Maitreya is the future Buddha, a Buddha who will be reborn in a period of decline to renew the doctrine of the founder of Buddhism. Maitreya is believed to be a bodhisattva, one who refuses entry into nirvana, a transcendent state free from suffering, out of a compassionate desire to help others.

At present, he is believed to reside in Tushita Heaven, where he awaits his rebirth. Although various calculations exist, this rebirth is expected to occur in 30,000 years.

Maitreya is revered in China, Korea and Japan, which accounted for so much international hatred for the Taliban and Islamabad’s religion ministry.

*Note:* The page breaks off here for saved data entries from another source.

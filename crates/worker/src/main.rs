//! offshell worker entry point.
//!
//! This binary is the hosting runtime: it loads configuration, opens the
//! cache store, drives the worker through install and activate, then
//! serves fetch events over HTTP. Logging goes to stderr.

use std::sync::Arc;

use anyhow::Result;
use offshell_client::{FetchClient, FetchConfig};
use offshell_core::{AppConfig, CacheDb};
use tracing_subscriber::EnvFilter;

mod gateway;
mod lifecycle;
mod worker;

use lifecycle::LifecycleEvent;

#[tokio::main]
async fn main() -> Result<()> {
    tracing_subscriber::fmt()
        .with_env_filter(EnvFilter::from_default_env())
        .with_writer(std::io::stderr)
        .json()
        .init();

    let config = AppConfig::load()?;
    tracing::info!(cache = %config.cache_name(), origin = %config.origin, "starting offshell worker");

    let store = CacheDb::open(&config.db_path).await?;

    let fetch_config = FetchConfig {
        user_agent: config.user_agent.clone(),
        max_bytes: config.max_bytes,
        timeout: config.timeout(),
        max_redirects: config.max_redirects,
    };
    let client = FetchClient::new(fetch_config)?;

    let worker = Arc::new(worker::Worker::new(config.clone(), store, Arc::new(client)));

    // The host delivers install and activate in order; fetch events follow
    // over HTTP. Install failure aborts the process; the supervisor owns
    // retries.
    worker.handle_event(LifecycleEvent::Install).await?;
    worker.handle_event(LifecycleEvent::Activate).await?;

    gateway::serve(&config.listen_addr, worker).await
}
//! Application configuration with layered loading.
//!
//! This module provides configuration management using figment for layered
//! configuration loading from multiple sources:
//!
//! 1. Environment variables (OFFSHELL_*)
//! 2. TOML config file (if OFFSHELL_CONFIG_FILE set)
//! 3. Built-in defaults

use std::path::PathBuf;
use std::time::Duration;

use figment::{
    Figment,
    providers::{Env, Format, Serialized, Toml},
};
use serde::{Deserialize, Serialize};

mod validation;

pub use validation::ConfigError;

/// Application configuration with layered loading.
///
/// Loading precedence (highest wins):
/// 1. Environment variables (OFFSHELL_*)
/// 2. TOML config file (if OFFSHELL_CONFIG_FILE set)
/// 3. Built-in defaults
#[derive(Debug, Clone, Serialize, Deserialize)]
pub struct AppConfig {
    /// Base URL of the application the worker shadows.
    ///
    /// Precached paths are resolved against this origin, and cache misses
    /// are forwarded to it. Set via OFFSHELL_ORIGIN.
    #[serde(default = "default_origin")]
    pub origin: String,

    /// Socket address the gateway binds.
    ///
    /// Set via OFFSHELL_LISTEN_ADDR.
    #[serde(default = "default_listen_addr")]
    pub listen_addr: String,

    /// Root-relative asset paths making up the application shell.
    ///
    /// Fixed at deploy time; every path is fetched and stored during
    /// install. Set via config file (env override uses TOML array syntax).
    #[serde(default = "default_precache_paths")]
    pub precache_paths: Vec<String>,

    /// Name prefix shared by all cache instances of this deployment.
    ///
    /// Set via OFFSHELL_CACHE_PREFIX.
    #[serde(default = "default_cache_prefix")]
    pub cache_prefix: String,

    /// Version tag distinguishing cache instances across deployments.
    ///
    /// Must be bumped whenever the asset list changes so that activation
    /// prunes the previous instance. Set via OFFSHELL_CACHE_VERSION.
    #[serde(default = "default_cache_version")]
    pub cache_version: String,

    /// Path to the SQLite file backing the cache store.
    ///
    /// Set via OFFSHELL_DB_PATH.
    #[serde(default = "default_db_path")]
    pub db_path: PathBuf,

    /// User-Agent string for HTTP requests.
    ///
    /// Set via OFFSHELL_USER_AGENT.
    #[serde(default = "default_user_agent")]
    pub user_agent: String,

    /// HTTP request timeout in milliseconds.
    ///
    /// Set via OFFSHELL_TIMEOUT_MS.
    #[serde(default = "default_timeout_ms")]
    pub timeout_ms: u64,

    /// Maximum bytes to fetch per request.
    ///
    /// Set via OFFSHELL_MAX_BYTES.
    #[serde(default = "default_max_bytes")]
    pub max_bytes: usize,

    /// Maximum number of redirects to follow.
    ///
    /// Set via OFFSHELL_MAX_REDIRECTS.
    #[serde(default = "default_max_redirects")]
    pub max_redirects: usize,
}

fn default_origin() -> String {
    "http://127.0.0.1:8080".into()
}

fn default_listen_addr() -> String {
    "127.0.0.1:8787".into()
}

fn default_precache_paths() -> Vec<String> {
    vec!["/".into(), "/index.html".into(), "/app.css".into(), "/app.ts".into()]
}

fn default_cache_prefix() -> String {
    "offshell-shell".into()
}

fn default_cache_version() -> String {
    "v1".into()
}

fn default_db_path() -> PathBuf {
    PathBuf::from("./offshell-cache.sqlite")
}

fn default_user_agent() -> String {
    "offshell/0.1".into()
}

fn default_timeout_ms() -> u64 {
    20_000
}

fn default_max_bytes() -> usize {
    5_242_880 // 5MB
}

fn default_max_redirects() -> usize {
    5
}

impl Default for AppConfig {
    fn default() -> Self {
        Self {
            origin: default_origin(),
            listen_addr: default_listen_addr(),
            precache_paths: default_precache_paths(),
            cache_prefix: default_cache_prefix(),
            cache_version: default_cache_version(),
            db_path: default_db_path(),
            user_agent: default_user_agent(),
            timeout_ms: default_timeout_ms(),
            max_bytes: default_max_bytes(),
            max_redirects: default_max_redirects(),
        }
    }
}

impl AppConfig {
    /// The version-tagged name of the current cache instance.
    ///
    /// Every other enumerable instance name is stale and eligible for
    /// removal during activation.
    pub fn cache_name(&self) -> String {
        format!("{}-{}", self.cache_prefix, self.cache_version)
    }

    /// Timeout as Duration for use with reqwest/tokio.
    pub fn timeout(&self) -> Duration {
        Duration::from_millis(self.timeout_ms)
    }

    /// Load configuration from all sources with layered precedence.
    ///
    /// Priority (highest wins):
    /// 1. Environment variables prefixed with `OFFSHELL_`
    /// 2. TOML file from `OFFSHELL_CONFIG_FILE` (if set)
    /// 3. Built-in defaults via `Default::default()`
    ///
    /// # Errors
    ///
    /// Returns `ConfigError` if:
    /// - Configuration file cannot be read
    /// - Environment variables cannot be parsed
    /// - Validation fails after loading
    pub fn load() -> Result<Self, ConfigError> {
        let mut figment = Figment::from(Serialized::defaults(Self::default()));

        if let Ok(config_path) = std::env::var("OFFSHELL_CONFIG_FILE") {
            figment = figment.merge(Toml::file(&config_path));
        }

        figment = figment.merge(
            Env::prefixed("OFFSHELL_")
                .map(|key| key.as_str().to_lowercase().into())
                .split("__"),
        );

        let config: Self = figment.extract().map_err(|e| ConfigError::LoadFailed(e.to_string()))?;

        config.validate()?;

        Ok(config)
    }
}
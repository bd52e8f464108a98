//! Database schema migrations.
//!
//! Uses a simple version table approach to track applied migrations.
//! Each migration is a SQL batch that transforms the schema.

use std::num::ParseIntError;

use super::Error;
use tokio_rusqlite::{Connection, params};

/// Migration list: (version, SQL).
///
/// Migrations must be applied in order. The version number is an
/// incrementing integer used to track which migrations have been applied.
/// All migrations are idempotent using CREATE IF NOT EXISTS.
const MIGRATIONS: &[(&str, &str)] = &[("1", include_str!("../../migrations/001_caches.sql"))];

/// Run any pending migrations.
///
/// This creates the _migrations table if it doesn't exist, checks the
/// current version, and applies any migrations that haven't been run yet.
///
/// # Errors
///
/// Returns an error if a migration SQL fails to execute.
pub async fn run(conn: &Connection) -> Result<(), Error> {
    conn.call(|conn| -> Result<(), Error> {
        conn.execute(
            "CREATE TABLE IF NOT EXISTS _migrations (
                version INTEGER PRIMARY KEY,
                applied_at TEXT NOT NULL
            )",
            [],
        )
        .map_err(Error::from)?;

        let current: i64 = conn
            .query_row("SELECT COALESCE(MAX(version), 0) FROM _migrations", [], |row| {
                row.get(0)
            })
            .map_err(Error::from)?;

        for (version, sql) in MIGRATIONS {
            let version_num: i64 = version
                .parse()
                .map_err(|e: ParseIntError| Error::MigrationFailed(e.to_string()))?;
            if version_num > current {
                conn.execute_batch(sql)?;
                conn.execute(
                    "INSERT INTO _migrations (version, applied_at) VALUES (?1, ?2)",
                    params![version_num, chrono::Utc::now().to_rfc3339()],
                )
                .map_err(Error::from)?;
            }
        }

        Ok(())
    })
    .await
    .map_err(Error::from)
}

Afghanistan was once a great seat of Buddhist learning. It was the kingdom of the Kushanas, the great Buddhist dynasty which ruled Pakistan’s north-western region too. The Afghan war unleashed the mujahideen on this great country.

The great heroes of the Afghan war have sold Afghanistan’s archaeological treasures to private parties in the West. Some items from the Bamiyan site have fallen in the right hands and therefore been saved.

If the religious parties come to power in Pakistan, its museums too will be vandalised and sold to buy guns. Pakistan’s ancient history is that of Buddhism, called Gandhara civilisation. The textbooks in Pakistan have already played it down. In a way, we are ready.